39. Burns, “A Man’s A Man for A’ That,” Poetical Works, 323.

40. Matthew 3:9.

41. Edmund Quincy (1808–1877) was a writer and abolitionist.

42. As part of the spiritualism fad that swept Europe and America during the nineteenth century, people would seek to communicate with the dead at seances during which the spirits would answer questions by knocking, or “rapping,” on a table in response to yes or no questions. In one notorious case, the three Fox sisters of New York were discovered to have produced the knocking noises by cracking the joints in their toes or knees.
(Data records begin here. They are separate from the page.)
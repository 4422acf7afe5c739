//! Wire schema and decoder for superhero API payloads.
//!
//! # Design
//! The wire structs below mirror the JSON exactly and are private; the public
//! records in `types` are built from them with plain `From` impls. Only
//! `id`, `name` and `image.url` (plus `response` and `results` for a search)
//! are mandatory. Every other field tolerates both an absent key and a JSON
//! `null`, which the provider sends freely.
//!
//! The body is parsed into a `serde_json::Value` first so an in-band provider
//! error (`{"response":"error","error":"..."}`) is reported as such instead of
//! as a missing `results` field.

use serde::{Deserialize, Deserializer};
use serde_json::Value;

use crate::error::DecodeError;
use crate::types::{
    Alignment, AppearanceBlock, BiographyBlock, ConnectionsBlock, HeroDetail, HeroSummary, SearchResult, StatBlock,
    WorkBlock,
};

/// Decode the body of a name search.
pub fn decode_search_result(bytes: &[u8]) -> Result<SearchResult, DecodeError> {
    let value = parse_envelope(bytes)?;
    let wire: WireSearchResult = serde_json::from_value(value)?;
    let items = wire
        .results
        .into_iter()
        .map(HeroSummary::try_from)
        .collect::<Result<Vec<_>, _>>()?;
    Ok(SearchResult {
        status: wire.response,
        items,
    })
}

/// Decode the body of an id lookup.
pub fn decode_hero_detail(bytes: &[u8]) -> Result<HeroDetail, DecodeError> {
    let value = parse_envelope(bytes)?;
    let wire: WireHeroDetail = serde_json::from_value(value)?;
    HeroDetail::try_from(wire)
}

fn parse_envelope(bytes: &[u8]) -> Result<Value, DecodeError> {
    let value: Value = serde_json::from_slice(bytes)?;
    match provider_error(&value) {
        Some(message) => Err(DecodeError::Provider(message)),
        None => Ok(value),
    }
}

fn provider_error(value: &Value) -> Option<String> {
    let object = value.as_object()?;
    if object.get("response")?.as_str()? != "error" {
        return None;
    }
    let message = object
        .get("error")
        .and_then(Value::as_str)
        .unwrap_or("unspecified error");
    Some(message.to_string())
}

/// Treat `null` like an absent key.
fn null_as_default<'de, D, T>(deserializer: D) -> Result<T, D::Error>
where
    D: Deserializer<'de>,
    T: Deserialize<'de> + Default,
{
    Ok(Option::<T>::deserialize(deserializer)?.unwrap_or_default())
}

fn require_id(id: String) -> Result<String, DecodeError> {
    if id.trim().is_empty() {
        return Err(DecodeError::MissingField("id".to_string()));
    }
    Ok(id)
}

// ---------------------------------------------------------------------------
// Wire shapes
// ---------------------------------------------------------------------------

#[derive(Deserialize)]
struct WireSearchResult {
    response: String,
    results: Vec<WireHeroSummary>,
}

#[derive(Deserialize)]
struct WireImage {
    url: String,
}

#[derive(Deserialize)]
struct WireHeroSummary {
    id: String,
    name: String,
    image: WireImage,
}

#[derive(Deserialize)]
struct WireHeroDetail {
    id: String,
    name: String,
    image: WireImage,
    #[serde(default, deserialize_with = "null_as_default")]
    powerstats: WirePowerstats,
    #[serde(default, deserialize_with = "null_as_default")]
    biography: WireBiography,
    #[serde(default, deserialize_with = "null_as_default")]
    appearance: WireAppearance,
    #[serde(default, deserialize_with = "null_as_default")]
    work: WireWork,
    #[serde(default, deserialize_with = "null_as_default")]
    connections: WireConnections,
}

#[derive(Deserialize, Default)]
struct WirePowerstats {
    #[serde(default, deserialize_with = "null_as_default")]
    intelligence: String,
    #[serde(default, deserialize_with = "null_as_default")]
    strength: String,
    #[serde(default, deserialize_with = "null_as_default")]
    speed: String,
    #[serde(default, deserialize_with = "null_as_default")]
    durability: String,
    #[serde(default, deserialize_with = "null_as_default")]
    power: String,
    #[serde(default, deserialize_with = "null_as_default")]
    combat: String,
}

#[derive(Deserialize, Default)]
struct WireBiography {
    #[serde(rename = "full-name", default, deserialize_with = "null_as_default")]
    full_name: String,
    #[serde(rename = "alter-egos", default, deserialize_with = "null_as_default")]
    alter_egos: String,
    #[serde(default, deserialize_with = "null_as_default")]
    aliases: Vec<String>,
    #[serde(rename = "place-of-birth", default, deserialize_with = "null_as_default")]
    place_of_birth: String,
    #[serde(rename = "first-appearance", default, deserialize_with = "null_as_default")]
    first_appearance: String,
    #[serde(default, deserialize_with = "null_as_default")]
    publisher: String,
    #[serde(default, deserialize_with = "null_as_default")]
    alignment: String,
}

#[derive(Deserialize, Default)]
struct WireAppearance {
    #[serde(default, deserialize_with = "null_as_default")]
    gender: String,
    #[serde(default, deserialize_with = "null_as_default")]
    race: String,
    #[serde(default, deserialize_with = "null_as_default")]
    height: Vec<String>,
    #[serde(default, deserialize_with = "null_as_default")]
    weight: Vec<String>,
    #[serde(rename = "eye-color", default, deserialize_with = "null_as_default")]
    eye_color: String,
    #[serde(rename = "hair-color", default, deserialize_with = "null_as_default")]
    hair_color: String,
}

#[derive(Deserialize, Default)]
struct WireWork {
    #[serde(default, deserialize_with = "null_as_default")]
    occupation: String,
    #[serde(default, deserialize_with = "null_as_default")]
    base: String,
}

#[derive(Deserialize, Default)]
struct WireConnections {
    #[serde(rename = "group-affiliation", default, deserialize_with = "null_as_default")]
    group_affiliation: String,
    #[serde(default, deserialize_with = "null_as_default")]
    relatives: String,
}

// ---------------------------------------------------------------------------
// Wire → record
// ---------------------------------------------------------------------------

impl TryFrom<WireHeroSummary> for HeroSummary {
    type Error = DecodeError;

    fn try_from(wire: WireHeroSummary) -> Result<Self, Self::Error> {
        Ok(HeroSummary {
            id: require_id(wire.id)?,
            name: wire.name,
            image_url: wire.image.url,
        })
    }
}

impl TryFrom<WireHeroDetail> for HeroDetail {
    type Error = DecodeError;

    fn try_from(wire: WireHeroDetail) -> Result<Self, Self::Error> {
        Ok(HeroDetail {
            id: require_id(wire.id)?,
            name: wire.name,
            image_url: wire.image.url,
            stats: wire.powerstats.into(),
            biography: wire.biography.into(),
            appearance: wire.appearance.into(),
            work: WorkBlock {
                occupation: wire.work.occupation,
                base: wire.work.base,
            },
            connections: ConnectionsBlock {
                group_affiliation: wire.connections.group_affiliation,
                relatives: wire.connections.relatives,
            },
        })
    }
}

impl From<WirePowerstats> for StatBlock {
    fn from(wire: WirePowerstats) -> Self {
        StatBlock {
            intelligence: wire.intelligence,
            strength: wire.strength,
            speed: wire.speed,
            durability: wire.durability,
            power: wire.power,
            combat: wire.combat,
        }
    }
}

impl From<WireBiography> for BiographyBlock {
    fn from(wire: WireBiography) -> Self {
        BiographyBlock {
            full_name: wire.full_name,
            alter_egos: wire.alter_egos,
            aliases: wire.aliases,
            place_of_birth: wire.place_of_birth,
            first_appearance: wire.first_appearance,
            publisher: wire.publisher,
            alignment: Alignment::parse(&wire.alignment),
        }
    }
}

impl From<WireAppearance> for AppearanceBlock {
    fn from(wire: WireAppearance) -> Self {
        AppearanceBlock {
            gender: wire.gender,
            race: wire.race,
            height: wire.height,
            weight: wire.weight,
            eye_color: wire.eye_color,
            hair_color: wire.hair_color,
        }
    }
}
43. Famous British antislavery leaders.

44. From “The Questioner: A Chant,” by Robert Nicoll, Poems by Robert Nicoll (Providence, RI: George Whitney, 1853), 192.

45. A reference to Ulysses Grant, who so seriously considered running for a third term that an effort was begun to pass a constitutional amendment limiting the president to two.

46. Douglass himself traveled to Europe, first in 1845 and again in 1859. On the second occasion, he was denied a passport by the U.S. State Department on the grounds that, under the Dred Scott opinion, he was not a citizen of the United States. He wrote to the French ambassador in London and requested a pass from him, which was granted. See Frederick Douglass: Autobiographies, edited by Henry Louis Gates, (New York: Library of America, 1994), 762.

47. The romantic literature of the time typically put this phrase into the mouths of highwaymen, robbers, or sentries.

48. A reference to John 1:46.

49. Horace Greeley (1811–1872) was founding editor of the Tribune, served in Congress, and contemplated running for the presidency. He was probably the most powerful media figure of his day.

50. Theodore Parker (1810–1860) was a Unitarian preacher and abolitionist best remembered today for his saying, later adapted by Martin Luther King, that the arc of the moral universe is long but bends toward justice.